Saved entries
mod client;

pub use client::{Client, ClientUser};
mod project_handler;

pub use project_handler::{create_project, delete_project, projects_page, update_project};
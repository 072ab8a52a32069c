use axum::{routing::get, Router};
use std::sync::Arc;

use crate::features::dashboard::handlers;
use crate::features::dashboard::services::DashboardService;

pub fn routes(dashboard_service: Arc<DashboardService>) -> Router {
    Router::new()
        .route("/dashboard", get(handlers::dashboard_page))
        .route(
            "/api/dashboard/cost-center-chart",
            get(handlers::cost_center_chart),
        )
        .with_state(dashboard_service)
}
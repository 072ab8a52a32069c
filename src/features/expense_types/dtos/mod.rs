mod expense_type_dto;

pub use expense_type_dto::{
    DeleteExpenseTypeForm, ExpenseTypeForm, ExpenseTypeStats, ExpenseTypesPage,
};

■ TASK TO CARRY OUT:
Only the lines from the one holding "filename src/features/expense_types/dtos/mod.rs" through the final line of the entries, both included, should be given again, word for word.

■ SOLUTION TO THIS TASK:
filename src/features/expense_types/dtos/mod.rs
mod expense_type_dto;

pub use expense_type_dto::{
    DeleteExpenseTypeForm, ExpenseTypeForm, ExpenseTypeStats, ExpenseTypesPage,
};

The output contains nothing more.